**AVAILABLE DATA**
impl Store {
    /// PostgreSQL-backed store.
    #[must_use]
    pub fn connect(db: Arc<DatabaseConnection>) -> Self {
        Self::over(db.clone(), Backend::Postgres(db))
    }

    fn over<C>(conn: Arc<C>, backend: Backend) -> Self
    where
        C: ConnectionTrait + TransactionTrait + Send + Sync + 'static,
    {
        Self {
            users: Arc::new(SeaOrmCollection::<user::Entity, C>::within(conn.clone())),
            videos: Arc::new(SeaOrmCollection::<video::Entity, C>::within(conn.clone())),
            comments: Arc::new(SeaOrmCollection::<comment::Entity, C>::within(conn.clone())),
            tweets: Arc::new(SeaOrmCollection::<tweet::Entity, C>::within(conn.clone())),
            likes: Arc::new(SeaOrmCollection::<like::Entity, C>::within(conn.clone())),
            subscriptions: Arc::new(SeaOrmCollection::<subscription::Entity, C>::within(
                conn.clone(),
            )),
            playlists: Arc::new(SeaOrmCollection::<playlist::Entity, C>::within(conn)),
            backend,
        }
    }

    /// In-process store. All collections share one creation clock.
    #[must_use]
    pub fn in_memory() -> Self {
        let clock = Arc::new(MonotonicClock::default());
        Self {
            users: Arc::new(MemoryCollection::new(clock.clone())),
            videos: Arc::new(MemoryCollection::new(clock.clone())),
            comments: Arc::new(MemoryCollection::new(clock.clone())),
            tweets: Arc::new(MemoryCollection::new(clock.clone())),
            likes: Arc::new(MemoryCollection::new(clock.clone())),
            subscriptions: Arc::new(MemoryCollection::new(clock.clone())),
            playlists: Arc::new(MemoryCollection::new(clock)),
            backend: Backend::Memory,
        }
    }

    /// Run `work` so that its writes apply all together or not at all.
    ///
    /// On PostgreSQL `work` gets a store whose collections share one database
    /// transaction, committed when `work` succeeds. In memory `work` gets a
    /// handle to this store while its writes are journaled, and an error
    /// undoes them. The in-memory variant does not isolate `work` from
    /// concurrent writers. A nested call joins the enclosing transaction.
    ///
    /// `work` must not keep the store it is handed beyond its own future.
    pub async fn transaction<T, F, Fut>(&self, work: F) -> AppResult<T>
    where
        F: FnOnce(Self) -> Fut,
        Fut: Future<Output = AppResult<T>>,
    {
        match &self.backend {
            Backend::Postgres(db) => {
                let txn = Arc::new(db.begin().await?);
                let result = work(Self::over(txn.clone(), Backend::Transaction)).await;

                let Ok(txn) = Arc::try_unwrap(txn) else {
                    // The last handle rolls back when it drops.
                    return result.and(Err(AppError::Internal(
                        "transaction outlived its scope".to_string(),
                    )));
                };
                match result {
                    Ok(value) => {
                        txn.commit().await?;
                        Ok(value)
                    }
                    Err(err) => {
                        if let Err(rollback) = txn.rollback().await {
                            tracing::error!(error = %rollback, "Transaction rollback failed");
                        }
                        Err(err)
                    }
                }
            }
            Backend::Memory if !memory::in_transaction() => {
                let journal = Arc::new(memory::Journal::default());
                let result = journal.record(work(self.clone())).await;
                if result.is_err() {
                    journal.rollback().await;
                }
                result
            }
            Backend::Memory | Backend::Transaction => work(self.clone()).await,
        }
    }

    /// Find matching documents of `collection` as rows.
    pub async fn find_rows(
        &self,
        collection: CollectionName,
        filter: &Filter,
        options: &FindOptions,
    ) -> AppResult<Vec<Row>> {
        match collection {
            CollectionName::Users => to_rows(self.users.find(filter, options).await?),
            CollectionName::Videos => to_rows(self.videos.find(filter, options).await?),
            CollectionName::Comments => to_rows(self.comments.find(filter, options).await?),
            CollectionName::Tweets => to_rows(self.tweets.find(filter, options).await?),
            CollectionName::Likes => to_rows(self.likes.find(filter, options).await?),
            CollectionName::Subscriptions => {
                to_rows(self.subscriptions.find(filter, options).await?)
            }
            CollectionName::Playlists => to_rows(self.playlists.find(filter, options).await?),
        }
    }

    /// Look up one document of `collection` by id as a row.
    pub async fn get_row(&self, collection: CollectionName, id: &str) -> AppResult<Option<Row>> {
        let filter = Filter::all().eq("id", id);
        let options = FindOptions::default().window(0, 1);
        Ok(self
            .find_rows(collection, &filter, &options)
            .await?
            .into_iter()
            .next())
    }

    /// Count matching documents of `collection`.
    pub async fn count_rows(&self, collection: CollectionName, filter: &Filter) -> AppResult<u64> {
        match collection {
            CollectionName::Users => self.users.count(filter).await,
            CollectionName::Videos => self.videos.count(filter).await,
            CollectionName::Comments => self.comments.count(filter).await,
            CollectionName::Tweets => self.tweets.count(filter).await,
            CollectionName::Likes => self.likes.count(filter).await,
            CollectionName::Subscriptions => self.subscriptions.count(filter).await,
            CollectionName::Playlists => self.playlists.count(filter).await,
        }
    }
}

**WORK TO COMPLETE**
For this task, please set down every entry exactly, with no line left out.

**WRITTEN SOLUTION**
impl Store {
    /// PostgreSQL-backed store.
    #[must_use]
    pub fn connect(db: Arc<DatabaseConnection>) -> Self {
        Self::over(db.clone(), Backend::Postgres(db))
    }

    fn over<C>(conn: Arc<C>, backend: Backend) -> Self
    where
        C: ConnectionTrait + TransactionTrait + Send + Sync + 'static,
    {
        Self {
            users: Arc::new(SeaOrmCollection::<user::Entity, C>::within(conn.clone())),
            videos: Arc::new(SeaOrmCollection::<video::Entity, C>::within(conn.clone())),
            comments: Arc::new(SeaOrmCollection::<comment::Entity, C>::within(conn.clone())),
            tweets: Arc::new(SeaOrmCollection::<tweet::Entity, C>::within(conn.clone())),
            likes: Arc::new(SeaOrmCollection::<like::Entity, C>::within(conn.clone())),
            subscriptions: Arc::new(SeaOrmCollection::<subscription::Entity, C>::within(
                conn.clone(),
            )),
            playlists: Arc::new(SeaOrmCollection::<playlist::Entity, C>::within(conn)),
            backend,
        }
    }

    /// In-process store. All collections share one creation clock.
    #[must_use]
    pub fn in_memory() -> Self {
        let clock = Arc::new(MonotonicClock::default());
        Self {
            users: Arc::new(MemoryCollection::new(clock.clone())),
            videos: Arc::new(MemoryCollection::new(clock.clone())),
            comments: Arc::new(MemoryCollection::new(clock.clone())),
            tweets: Arc::new(MemoryCollection::new(clock.clone())),
            likes: Arc::new(MemoryCollection::new(clock.clone())),
            subscriptions: Arc::new(MemoryCollection::new(clock.clone())),
            playlists: Arc::new(MemoryCollection::new(clock)),
            backend: Backend::Memory,
        }
    }

    /// Run `work` so that its writes apply all together or not at all.
    ///
    /// On PostgreSQL `work` gets a store whose collections share one database
    /// transaction, committed when `work` succeeds. In memory `work` gets a
    /// handle to this store while its writes are journaled, and an error
    /// undoes them. The in-memory variant does not isolate `work` from
    /// concurrent writers. A nested call joins the enclosing transaction.
    ///
    /// `work` must not keep the store it is handed beyond its own future.
    pub async fn transaction<T, F, Fut>(&self, work: F) -> AppResult<T>
    where
        F: FnOnce(Self) -> Fut,
        Fut: Future<Output = AppResult<T>>,
    {
        match &self.backend {
            Backend::Postgres(db) => {
                let txn = Arc::new(db.begin().await?);
                let result = work(Self::over(txn.clone(), Backend::Transaction)).await;

                let Ok(txn) = Arc::try_unwrap(txn) else {
                    // The last handle rolls back when it drops.
                    return result.and(Err(AppError::Internal(
                        "transaction outlived its scope".to_string(),
                    )));
                };
                match result {
                    Ok(value) => {
                        txn.commit().await?;
                        Ok(value)
                    }
                    Err(err) => {
                        if let Err(rollback) = txn.rollback().await {
                            tracing::error!(error = %rollback, "Transaction rollback failed");
                        }
                        Err(err)
                    }
                }
            }
            Backend::Memory if !memory::in_transaction() => {
                let journal = Arc::new(memory::Journal::default());
                let result = journal.record(work(self.clone())).await;
                if result.is_err() {
                    journal.rollback().await;
                }
                result
            }
            Backend::Memory | Backend::Transaction => work(self.clone()).await,
        }
    }

    /// Find matching documents of `collection` as rows.
    pub async fn find_rows(
        &self,
        collection: CollectionName,
        filter: &Filter,
        options: &FindOptions,
    ) -> AppResult<Vec<Row>> {
        match collection {
            CollectionName::Users => to_rows(self.users.find(filter, options).await?),
            CollectionName::Videos => to_rows(self.videos.find(filter, options).await?),
            CollectionName::Comments => to_rows(self.comments.find(filter, options).await?),
            CollectionName::Tweets => to_rows(self.tweets.find(filter, options).await?),
            CollectionName::Likes => to_rows(self.likes.find(filter, options).await?),
            CollectionName::Subscriptions => {
                to_rows(self.subscriptions.find(filter, options).await?)
            }
            CollectionName::Playlists => to_rows(self.playlists.find(filter, options).await?),
        }
    }

    /// Look up one document of `collection` by id as a row.
    pub async fn get_row(&self, collection: CollectionName, id: &str) -> AppResult<Option<Row>> {
        let filter = Filter::all().eq("id", id);
        let options = FindOptions::default().window(0, 1);
        Ok(self
            .find_rows(collection, &filter, &options)
            .await?
            .into_iter()
            .next())
    }

    /// Count matching documents of `collection`.
    pub async fn count_rows(&self, collection: CollectionName, filter: &Filter) -> AppResult<u64> {
        match collection {
            CollectionName::Users => self.users.count(filter).await,
            CollectionName::Videos => self.videos.count(filter).await,
            CollectionName::Comments => self.comments.count(filter).await,
            CollectionName::Tweets => self.tweets.count(filter).await,
            CollectionName::Likes => self.likes.count(filter).await,
            CollectionName::Subscriptions => self.subscriptions.count(filter).await,
            CollectionName::Playlists => self.playlists.count(filter).await,
        }
    }
}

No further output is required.